CorrelationMeaningMarket Behavior
> +0.5Trend supported by new capitalHealthy, self-reinforcing move
+0.1 → +0.5Mild participationRange expansion, cautious entry
0 → –0.3Divergent moveCovering, forced liquidations
< –0.3Strong divergenceTrap / exhaustion phase

📈 5. Visualization

import matplotlib.pyplot as plt

# ---------- 3-panel dashboard ----------
fig, (ax1, ax2, ax3) = plt.subplots(3, 1, figsize=(12, 10), sharex=True,
gridspec_kw={'height_ratios':[2,1,1]})

# Panel 1 — Price
ax1.plot(df.index, df['price'], label='Price', linewidth=1.2)
ax1.set_ylabel('Price')
ax1.set_title('Price vs Open Interest')
ax1.legend(loc='upper left')

# Panel 2 — Open Interest
ax2.plot(df.index, df['open_interest'], color='gray', alpha=0.7, label='Open Interest')
ax2.set_ylabel('Open Interest')
ax2.legend(loc='upper left')

# Panel 3 — Rolling correlation
ax3.plot(df.index, df['corr_dOI_dPrice'], label='ΔOI × ΔPrice Corr', color='purple')
ax3.axhline(0, color='black', linestyle='--', linewidth=0.7)
ax3.fill_between(df.index, 0, df['corr_dOI_dPrice'],
where=(df['corr_dOI_dPrice']>0), color='green', alpha=0.2)
ax3.fill_between(df.index, 0, df['corr_dOI_dPrice'],
where=(df['corr_dOI_dPrice']<0), color='red', alpha=0.2)
ax3.set_ylabel('Correlation')
ax3.set_title('Rolling Correlation (ΔOI × ΔPrice)')
ax3.legend(loc='upper left')

plt.tight_layout()
plt.show()

Interpretation

  • 🟩 Green zones → OI rising with price → fresh capital entering.
  • 🟥 Red zones → OI rising against price → capitulation or covering.
  • Crossing zero often marks an accumulation ↔ distribution shift.

🧠 6. Extensions

  1. Normalize OI

    df['notional_oi'] = df['open_interest'] * df['price']

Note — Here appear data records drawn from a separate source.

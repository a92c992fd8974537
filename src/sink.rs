// src/sink.rs

//! The host orchestrator's logging channel (`ctx_logger`).
//!
//! Every drained log record ends up in exactly one of the level-named
//! methods below. [`CtxLogger::log`] is the dispatch table from
//! [`Severity`] to method; implementors only provide the per-level methods.

use std::fmt::Debug;

use thiserror::Error;
use tracing::{debug, error, info, warn};

use crate::types::Severity;

/// Failure reported by a logger sink (e.g. the logging backend is gone).
#[derive(Error, Debug, Clone, PartialEq, Eq)]
#[error("{severity} sink rejected message: {reason}")]
pub struct SinkError {
    pub severity: Severity,
    pub reason: String,
}

impl SinkError {
    pub fn new(severity: Severity, reason: impl Into<String>) -> Self {
        Self {
            severity,
            reason: reason.into(),
        }
    }
}

pub type SinkResult = Result<(), SinkError>;

/// Logger sink with one method per severity name.
pub trait CtxLogger: Send + Sync + Debug {
    fn debug(&self, msg: &str) -> SinkResult;
    fn info(&self, msg: &str) -> SinkResult;
    fn warning(&self, msg: &str) -> SinkResult;
    fn error(&self, msg: &str) -> SinkResult;
    fn critical(&self, msg: &str) -> SinkResult;

    fn log(&self, severity: Severity, msg: &str) -> SinkResult {
        match severity {
            Severity::Debug => self.debug(msg),
            Severity::Info => self.info(msg),
            Severity::Warning => self.warning(msg),
            Severity::Error => self.error(msg),
            Severity::Critical => self.critical(msg),
        }
    }
}

/// Sink that re-emits every message as a `tracing` event.
///
/// `tracing` has no level above `ERROR`, so `critical` is logged at `ERROR`
/// with `critical = true`.
#[derive(Debug, Clone, Default)]
pub struct TracingLogger {
    node: Option<String>,
}

impl TracingLogger {
    pub fn new() -> Self {
        Self::default()
    }

    /// Tag every event with the host node instance it belongs to.
    pub fn for_node(node: impl Into<String>) -> Self {
        Self {
            node: Some(node.into()),
        }
    }

    fn node(&self) -> &str {
        self.node.as_deref().unwrap_or("-")
    }
}

impl CtxLogger for TracingLogger {
    fn debug(&self, msg: &str) -> SinkResult {
        debug!(target: "nodebridge::ctx", node = %self.node(), "{}", msg);
        Ok(())
    }

    fn info(&self, msg: &str) -> SinkResult {
        info!(target: "nodebridge::ctx", node = %self.node(), "{}", msg);
        Ok(())
    }

    fn warning(&self, msg: &str) -> SinkResult {
        warn!(target: "nodebridge::ctx", node = %self.node(), "{}", msg);
        Ok(())
    }

    fn error(&self, msg: &str) -> SinkResult {
        error!(target: "nodebridge::ctx", node = %self.node(), "{}", msg);
        Ok(())
    }

    fn critical(&self, msg: &str) -> SinkResult {
        error!(target: "nodebridge::ctx", node = %self.node(), critical = true, "{}", msg);
        Ok(())
    }
}
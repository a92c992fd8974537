// src/exec/bridge.rs

//! Execution bridge: run one workflow in the background while streaming its
//! log into the host's `ctx_logger`, then turn the terminal status into
//! `Ok(())` or a [`WorkflowError`].
//!
//! One call is one workflow run:
//!
//! ```text
//! Dispatched -> (Polling <-> Draining)* -> BackgroundDone -> FinalDrain
//!            -> Succeeded | Failed
//! ```
//!
//! Polling is a join-with-timeout on the worker, so a finished workflow is
//! noticed immediately instead of after a full interval. The final drain
//! always happens after the join and before the status is read; it picks up
//! records appended while the worker was finishing.

use std::time::Duration;

use tracing::{debug, info, trace, warn};

use crate::env::Environment;
use crate::errors::{Result, WorkflowError};
use crate::model::{ExecutionHandle, ServiceOutputs};
use crate::sink::CtxLogger;
use crate::types::ExecutionStatus;

use super::logs::LogIterator;
use super::runner::{WorkflowRequest, WorkflowRunner};
use super::worker::BackgroundWorker;

pub const INSTALL_WORKFLOW: &str = "install";
pub const UNINSTALL_WORKFLOW: &str = "uninstall";

/// Smallest poll interval the bridge will use.
pub const MIN_POLL_INTERVAL: Duration = Duration::from_millis(10);

#[derive(Debug, Clone, Copy, PartialEq, Eq)]
pub struct BridgeOptions {
    /// Upper bound on how long a record can sit in the iterator before it
    /// is forwarded while the workflow is running.
    ///
    /// Values below [`MIN_POLL_INTERVAL`] are raised to it by
    /// [`ExecutionBridge::new`].
    pub poll_interval: Duration,
}

impl Default for BridgeOptions {
    fn default() -> Self {
        Self {
            poll_interval: Duration::from_millis(100),
        }
    }
}

#[derive(Debug, Clone, Copy, PartialEq, Eq)]
enum Phase {
    Dispatched,
    Draining,
    BackgroundDone,
    FinalDrain,
    Succeeded,
    Failed,
}

pub struct ExecutionBridge<'a> {
    env: &'a Environment,
    runner: &'a dyn WorkflowRunner,
    options: BridgeOptions,
}

impl<'a> ExecutionBridge<'a> {
    pub fn new(
        env: &'a Environment,
        runner: &'a dyn WorkflowRunner,
        mut options: BridgeOptions,
    ) -> Self {
        if options.poll_interval < MIN_POLL_INTERVAL {
            warn!(
                requested = ?options.poll_interval,
                minimum = ?MIN_POLL_INTERVAL,
                "poll interval too small; using minimum"
            );
            options.poll_interval = MIN_POLL_INTERVAL;
        }
        Self {
            env,
            runner,
            options,
        }
    }

    /// Options in effect, after clamping.
    pub fn options(&self) -> BridgeOptions {
        self.options
    }

    /// Run `workflow_name` against the environment's service.
    ///
    /// Collaborator errors (missing service, runner, log iterator) and sink
    /// errors are returned as-is. If the sink fails mid-stream the worker is
    /// left running detached; there is no way to cancel it from here.
    pub async fn execute(&self, workflow_name: &str) -> Result<()> {
        let service = self.env.service()?;
        info!(
            workflow = workflow_name,
            service = %service.name,
            service_id = %service.id,
            "starting workflow"
        );

        let request = WorkflowRequest::from_environment(self.env, service, workflow_name);
        let prepared = self.runner.prepare(request)?;
        let execution = prepared.execution.clone();
        let mut logs = self.env.model_storage().log_iterator(execution.id())?;

        let mut worker = BackgroundWorker::spawn(execution.id().clone(), prepared.job);
        self.enter(&execution, Phase::Dispatched);

        let logger = self.env.ctx_logger().as_ref();
        let mut forwarded = 0usize;
        loop {
            forwarded += forward_batch(logs.as_mut(), logger)?;
            if worker.join_within(self.options.poll_interval).await {
                break;
            }
            self.enter(&execution, Phase::Draining);
        }
        self.enter(&execution, Phase::BackgroundDone);

        self.enter(&execution, Phase::FinalDrain);
        forwarded += forward_batch(logs.as_mut(), logger)?;

        self.classify(&execution, forwarded)
    }

    /// Run the `install` workflow and return the service's outputs.
    ///
    /// The service is resolved again afterwards, so outputs published by
    /// the workflow are included.
    pub async fn install(&self) -> Result<ServiceOutputs> {
        self.execute(INSTALL_WORKFLOW).await?;
        let service = self.env.service()?;
        debug!(
            service = %service.name,
            outputs = service.outputs.len(),
            "collected service outputs"
        );
        Ok(service.outputs)
    }

    pub async fn uninstall(&self) -> Result<()> {
        self.execute(UNINSTALL_WORKFLOW).await
    }

    fn classify(&self, execution: &ExecutionHandle, forwarded: usize) -> Result<()> {
        let snapshot = execution.snapshot();
        if snapshot.status == ExecutionStatus::Succeeded {
            self.enter(execution, Phase::Succeeded);
            info!(
                workflow = execution.workflow(),
                execution_id = %execution.id(),
                records = forwarded,
                "workflow succeeded"
            );
            return Ok(());
        }

        self.enter(execution, Phase::Failed);
        if !snapshot.status.is_terminal() {
            warn!(
                workflow = execution.workflow(),
                execution_id = %execution.id(),
                status = %snapshot.status,
                "workflow job finished without a terminal status"
            );
        }

        let err = WorkflowError {
            workflow: execution.workflow().to_string(),
            status: snapshot.status,
            message: snapshot.error,
        };
        warn!(
            execution_id = %execution.id(),
            records = forwarded,
            error = %err,
            "workflow failed"
        );
        Err(err.into())
    }

    fn enter(&self, execution: &ExecutionHandle, phase: Phase) {
        if phase == Phase::Draining {
            trace!(execution_id = %execution.id(), ?phase, "bridge phase");
        } else {
            debug!(execution_id = %execution.id(), ?phase, "bridge phase");
        }
    }
}

/// Forward everything currently available, in order.
///
/// A record with a traceback produces a second call at the same severity.
fn forward_batch(logs: &mut dyn LogIterator, logger: &dyn CtxLogger) -> Result<usize> {
    let batch = logs.drain()?;
    for record in &batch {
        logger.log(record.level, &record.message)?;
        if let Some(traceback) = record.traceback.as_deref().filter(|t| !t.is_empty()) {
            logger.log(record.level, traceback)?;
        }
    }
    if !batch.is_empty() {
        debug!(records = batch.len(), "forwarded log batch");
    }
    Ok(batch.len())
}

/// Convenience wrapper around [`ExecutionBridge::execute`].
pub async fn execute(
    env: &Environment,
    runner: &dyn WorkflowRunner,
    workflow_name: &str,
    options: &BridgeOptions,
) -> Result<()> {
    ExecutionBridge::new(env, runner, *options)
        .execute(workflow_name)
        .await
}
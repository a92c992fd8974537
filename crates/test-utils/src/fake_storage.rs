use std::collections::VecDeque;
use std::path::{Path, PathBuf};
use std::sync::atomic::{AtomicBool, AtomicUsize, Ordering};
use std::sync::{Arc, Mutex};
use std::time::{Duration, Instant};

use anyhow::{anyhow, Result};
use nodebridge::env::{ModelStorage, PluginManager};
use nodebridge::exec::LogIterator;
use nodebridge::model::{ExecutionId, LogRecord, Service};

/// Append-only log stream shared between a fake workflow job (writer) and
/// the bridge's log iterator (reader).
#[derive(Debug, Clone, Default)]
pub struct LogFeed {
    pending: Arc<Mutex<VecDeque<LogRecord>>>,
    drains: Arc<AtomicUsize>,
    taken: Arc<Mutex<Vec<(String, usize)>>>,
}

impl LogFeed {
    pub fn new() -> Self {
        Self::default()
    }

    pub fn push(&self, record: LogRecord) {
        self.pending.lock().unwrap().push_back(record);
    }

    pub fn pending(&self) -> usize {
        self.pending.lock().unwrap().len()
    }

    /// How many times the iterator has been drained so far.
    pub fn drain_calls(&self) -> usize {
        self.drains.load(Ordering::SeqCst)
    }

    /// The 1-based drain call that took the record with `message`.
    pub fn drain_index_of(&self, message: &str) -> Option<usize> {
        self.taken
            .lock()
            .unwrap()
            .iter()
            .find(|(m, _)| m == message)
            .map(|(_, idx)| *idx)
    }

    /// Block the calling (worker) thread until `cond` holds, or panic after
    /// five seconds.
    pub fn wait_until(&self, what: &str, cond: impl Fn(&LogFeed) -> bool) {
        let deadline = Instant::now() + Duration::from_secs(5);
        while !cond(self) {
            if Instant::now() > deadline {
                panic!("timed out waiting for {what}");
            }
            std::thread::sleep(Duration::from_millis(1));
        }
    }

    fn take_all(&self) -> Vec<LogRecord> {
        let mut pending = self.pending.lock().unwrap();
        let batch: Vec<LogRecord> = pending.drain(..).collect();
        let idx = self.drains.fetch_add(1, Ordering::SeqCst) + 1;
        self.taken
            .lock()
            .unwrap()
            .extend(batch.iter().map(|r| (r.message.clone(), idx)));
        batch
    }
}

#[derive(Debug)]
pub struct FeedIterator {
    feed: LogFeed,
    fail: bool,
}

impl LogIterator for FeedIterator {
    fn drain(&mut self) -> Result<Vec<LogRecord>> {
        if self.fail {
            return Err(anyhow!("log storage unavailable"));
        }
        Ok(self.feed.take_all())
    }
}

/// In-memory model storage with a single shared log feed.
#[derive(Debug, Clone)]
pub struct FakeModelStorage {
    base_dir: PathBuf,
    services: Arc<Mutex<Vec<Service>>>,
    templates: Arc<AtomicUsize>,
    feed: LogFeed,
    failing_logs: Arc<AtomicBool>,
    opened: Arc<Mutex<Vec<ExecutionId>>>,
    listed: Arc<Mutex<Vec<String>>>,
}

impl FakeModelStorage {
    pub fn new(feed: LogFeed) -> Self {
        Self {
            base_dir: PathBuf::from("models"),
            services: Arc::new(Mutex::new(Vec::new())),
            templates: Arc::new(AtomicUsize::new(0)),
            feed,
            failing_logs: Arc::new(AtomicBool::new(false)),
            opened: Arc::new(Mutex::new(Vec::new())),
            listed: Arc::new(Mutex::new(Vec::new())),
        }
    }

    pub fn with_service(self, service: Service) -> Self {
        self.services.lock().unwrap().push(service);
        self.templates.fetch_add(1, Ordering::SeqCst);
        self
    }

    pub fn set_template_count(&self, count: usize) {
        self.templates.store(count, Ordering::SeqCst);
    }

    /// Set an output on every stored service, the way an install workflow
    /// publishes them.
    pub fn publish_output(&self, key: &str, value: &str) {
        for service in self.services.lock().unwrap().iter_mut() {
            service.outputs.insert(key.to_string(), value.to_string());
        }
    }

    /// Make every iterator opened from now on fail on drain.
    pub fn fail_logs(&self) {
        self.failing_logs.store(true, Ordering::SeqCst);
    }

    /// Execution ids for which a log iterator was opened.
    pub fn opened_iterators(&self) -> Vec<ExecutionId> {
        self.opened.lock().unwrap().clone()
    }

    /// Template names passed to `list_services`.
    pub fn listed_templates(&self) -> Vec<String> {
        self.listed.lock().unwrap().clone()
    }
}

impl ModelStorage for FakeModelStorage {
    fn base_dir(&self) -> &Path {
        &self.base_dir
    }

    fn list_services(&self, service_template_name: &str) -> Result<Vec<Service>> {
        self.listed
            .lock()
            .unwrap()
            .push(service_template_name.to_string());
        Ok(self
            .services
            .lock()
            .unwrap()
            .iter()
            .filter(|s| s.service_template_name == service_template_name)
            .cloned()
            .collect())
    }

    fn service_template_count(&self) -> Result<usize> {
        Ok(self.templates.load(Ordering::SeqCst))
    }

    fn log_iterator(&self, execution_id: &ExecutionId) -> Result<Box<dyn LogIterator>> {
        self.opened.lock().unwrap().push(execution_id.clone());
        Ok(Box::new(FeedIterator {
            feed: self.feed.clone(),
            fail: self.failing_logs.load(Ordering::SeqCst),
        }))
    }
}

/// One call made on [`FakePluginManager`].
#[derive(Debug, Clone, PartialEq, Eq)]
pub enum PluginCall {
    Validate(PathBuf),
    Install(PathBuf),
}

/// Plugin manager that records every call and can be told to reject
/// specific plugin files.
#[derive(Debug, Clone)]
pub struct FakePluginManager {
    plugins_dir: PathBuf,
    calls: Arc<Mutex<Vec<PluginCall>>>,
    rejected: Arc<Mutex<Vec<(String, String)>>>,
}

impl FakePluginManager {
    pub fn new(plugins_dir: impl Into<PathBuf>) -> Self {
        Self {
            plugins_dir: plugins_dir.into(),
            calls: Arc::new(Mutex::new(Vec::new())),
            rejected: Arc::new(Mutex::new(Vec::new())),
        }
    }

    /// Make `validate` fail for the plugin file named `file_name`.
    pub fn reject(self, file_name: &str, reason: &str) -> Self {
        self.rejected
            .lock()
            .unwrap()
            .push((file_name.to_string(), reason.to_string()));
        self
    }

    pub fn calls(&self) -> Vec<PluginCall> {
        self.calls.lock().unwrap().clone()
    }

    /// Paths passed to `install`, in call order.
    pub fn installed(&self) -> Vec<PathBuf> {
        self.calls()
            .into_iter()
            .filter_map(|call| match call {
                PluginCall::Install(path) => Some(path),
                PluginCall::Validate(_) => None,
            })
            .collect()
    }
}

impl PluginManager for FakePluginManager {
    fn plugins_dir(&self) -> &Path {
        &self.plugins_dir
    }

    fn validate(&self, plugin_path: &Path) -> Result<()> {
        self.calls
            .lock()
            .unwrap()
            .push(PluginCall::Validate(plugin_path.to_path_buf()));
        let file_name = plugin_path
            .file_name()
            .map(|name| name.to_string_lossy().into_owned())
            .unwrap_or_default();
        let rejected = self.rejected.lock().unwrap();
        match rejected.iter().find(|(name, _)| *name == file_name) {
            Some((_, reason)) => Err(anyhow!("{reason}")),
            None => Ok(()),
        }
    }

    fn install(&self, plugin_path: &Path) -> Result<()> {
        self.calls
            .lock()
            .unwrap()
            .push(PluginCall::Install(plugin_path.to_path_buf()));
        Ok(())
    }
}
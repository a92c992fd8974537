// src/fs/mock.rs

use super::FileSystem;
use anyhow::{anyhow, Result};
use std::collections::BTreeMap;
use std::path::{Path, PathBuf};
use std::sync::{Arc, Mutex};

#[derive(Debug, Clone)]
pub enum MockEntry {
    File(Vec<u8>),
    Dir,
}

/// In-memory filesystem keyed by full path.
///
/// Parents are created implicitly when a file or directory is added, the
/// same way `create_dir_all` behaves on disk.
#[derive(Debug, Clone, Default)]
pub struct MockFileSystem {
    entries: Arc<Mutex<BTreeMap<PathBuf, MockEntry>>>,
}

impl MockFileSystem {
    pub fn new() -> Self {
        Self::default()
    }

    pub fn add_file(&self, path: impl AsRef<Path>, content: impl Into<Vec<u8>>) {
        let path = path.as_ref();
        let mut entries = self.entries.lock().unwrap();
        if let Some(parent) = path.parent() {
            insert_dirs(&mut entries, parent);
        }
        entries.insert(path.to_path_buf(), MockEntry::File(content.into()));
    }

    /// All paths currently present, in sorted order.
    pub fn paths(&self) -> Vec<PathBuf> {
        self.entries.lock().unwrap().keys().cloned().collect()
    }
}

fn insert_dirs(entries: &mut BTreeMap<PathBuf, MockEntry>, path: &Path) {
    for ancestor in path.ancestors() {
        if ancestor.as_os_str().is_empty() {
            continue;
        }
        entries
            .entry(ancestor.to_path_buf())
            .or_insert(MockEntry::Dir);
    }
}

impl FileSystem for MockFileSystem {
    fn read_to_string(&self, path: &Path) -> Result<String> {
        let entries = self.entries.lock().unwrap();
        match entries.get(path) {
            Some(MockEntry::File(content)) => {
                String::from_utf8(content.clone()).map_err(|e| anyhow!("Invalid UTF-8: {}", e))
            }
            Some(MockEntry::Dir) => Err(anyhow!("Is a directory: {:?}", path)),
            None => Err(anyhow!("File not found: {:?}", path)),
        }
    }

    fn exists(&self, path: &Path) -> bool {
        self.entries.lock().unwrap().contains_key(path)
    }

    fn is_file(&self, path: &Path) -> bool {
        let entries = self.entries.lock().unwrap();
        matches!(entries.get(path), Some(MockEntry::File(_)))
    }

    fn is_dir(&self, path: &Path) -> bool {
        let entries = self.entries.lock().unwrap();
        matches!(entries.get(path), Some(MockEntry::Dir))
    }

    fn list_dir(&self, path: &Path) -> Result<Vec<String>> {
        let entries = self.entries.lock().unwrap();
        match entries.get(path) {
            Some(MockEntry::Dir) => {}
            Some(MockEntry::File(_)) => return Err(anyhow!("Not a directory: {:?}", path)),
            None => return Err(anyhow!("Directory not found: {:?}", path)),
        }
        Ok(entries
            .keys()
            .filter(|p| p.parent() == Some(path))
            .filter_map(|p| p.file_name())
            .map(|name| name.to_string_lossy().into_owned())
            .collect())
    }

    fn create_dir_all(&self, path: &Path) -> Result<()> {
        let mut entries = self.entries.lock().unwrap();
        if let Some(MockEntry::File(_)) = entries.get(path) {
            return Err(anyhow!("File exists: {:?}", path));
        }
        insert_dirs(&mut entries, path);
        Ok(())
    }

    fn remove_path(&self, path: &Path) -> Result<bool> {
        let mut entries = self.entries.lock().unwrap();
        if !entries.contains_key(path) {
            return Ok(false);
        }
        entries.retain(|p, _| !p.starts_with(path));
        Ok(true)
    }
}
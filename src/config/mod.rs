// src/config/mod.rs

//! Configuration loading and validation for nodebridge.
//!
//! Responsibilities:
//! - Define the TOML-backed data model (`model.rs`).
//! - Load a config file from disk (`loader.rs`).
//! - Validate the raw model into a [`ConfigFile`] (`validate.rs`).

pub mod duration;
pub mod loader;
pub mod model;
pub mod validate;

pub use duration::parse_duration;
pub use loader::{load_and_validate, load_from_path, load_with_fs};
pub use model::{BridgeSection, ConfigFile, PathsSection, RawBridgeSection, RawConfigFile};
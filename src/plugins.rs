// src/plugins.rs

//! Installing the plugins a service archive ships with.
//!
//! The archive's `plugins/` directory holds wagon files. The host names the
//! ones it wants; every requested file must be present, and each is
//! validated before it is installed. Anything left over is reported at
//! debug level through the host's logger.

use std::collections::BTreeSet;
use std::path::{Path, PathBuf};

use tracing::{debug, info};

use crate::env::PluginManager;
use crate::errors::{BridgeError, Result};
use crate::fs::FileSystem;
use crate::sink::CtxLogger;

/// File extension of a packaged plugin.
pub const WAGON_EXTENSION: &str = ".wgn";

/// Name of the plugins directory inside an extracted archive.
pub const ARCHIVE_PLUGINS_DIR: &str = "plugins";

/// Check that every requested plugin is present in `sources_dir`.
///
/// Returns the requested names, deduplicated and sorted.
pub fn prepare_plugins<S: AsRef<str>>(
    fs: &dyn FileSystem,
    sources_dir: &Path,
    requested: &[S],
) -> Result<BTreeSet<String>> {
    let available: BTreeSet<String> = fs.list_dir(sources_dir)?.into_iter().collect();
    let requested: BTreeSet<String> = requested
        .iter()
        .map(|name| name.as_ref().to_string())
        .collect();

    let missing: Vec<String> = requested.difference(&available).cloned().collect();
    if !missing.is_empty() {
        return Err(BridgeError::MissingPlugins(missing));
    }
    Ok(requested)
}

/// Validate and install each requested plugin found in `sources_dir`.
///
/// Nothing is installed if any requested plugin is missing. A validation or
/// install failure stops at that plugin and is returned unchanged.
pub fn install_plugins<S: AsRef<str>>(
    fs: &dyn FileSystem,
    manager: &dyn PluginManager,
    sources_dir: &Path,
    requested: &[S],
) -> Result<Vec<PathBuf>> {
    let prepared = prepare_plugins(fs, sources_dir, requested)?;

    let mut installed = Vec::with_capacity(prepared.len());
    for name in &prepared {
        let plugin_path = sources_dir.join(name);
        manager.validate(&plugin_path)?;
        manager.install(&plugin_path)?;
        debug!(plugin = %name, "plugin installed");
        installed.push(plugin_path);
    }
    info!(count = installed.len(), "plugins installed");
    Ok(installed)
}

/// Report files in `sources_dir` that were not installed.
pub fn log_unused_plugins<S: AsRef<str>>(
    fs: &dyn FileSystem,
    logger: &dyn CtxLogger,
    sources_dir: &Path,
    installed: &[S],
) -> Result<()> {
    let installed: BTreeSet<&str> = installed.iter().map(|name| name.as_ref()).collect();
    for file in fs.list_dir(sources_dir)? {
        if installed.contains(file.as_str()) {
            continue;
        }
        if file.ends_with(WAGON_EXTENSION) {
            logger.debug(&format!(
                "Unused plugin {file} in the csar plugins directory"
            ))?;
        } else {
            logger.debug(&format!(
                "Non-plugin file {file} in the csar plugins directory"
            ))?;
        }
    }
    Ok(())
}
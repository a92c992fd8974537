// src/model/mod.rs

//! Data model shared between the bridge and its collaborators.
//!
//! - [`execution`]: one run of a workflow and its status cell.
//! - [`log_record`]: one emitted line of execution output.
//! - [`service`]: the resolved service a workflow runs against.

pub mod execution;
pub mod log_record;
pub mod service;

pub use execution::{ExecutionHandle, ExecutionId, ExecutionSnapshot};
pub use log_record::LogRecord;
pub use service::{Service, ServiceOutputs};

    Gives a truer measure of capital deployed.

  2. Add funding-rate overlay Combine correlation with funding to spot fueled vs. forced rallies.

  3. Tag regime shifts Detect correlation sign flips → potential accumulation/distribution transitions.

  4. Multi-timeframe stack Compute correlation on 15 m, 1 h, 4 h to see alignment across micro↔macro conviction.


🧭 7. Takeaway

Correlation of ∆OI × ∆Price quantifies the belief entering the system.

  • Positive → Fuel entering (trend with participation)
  • Negative → Fuel leaving (covering / trap)

It’s one of the cleanest, most objective ways to see whether a move has real money behind it — or is just running on fumes.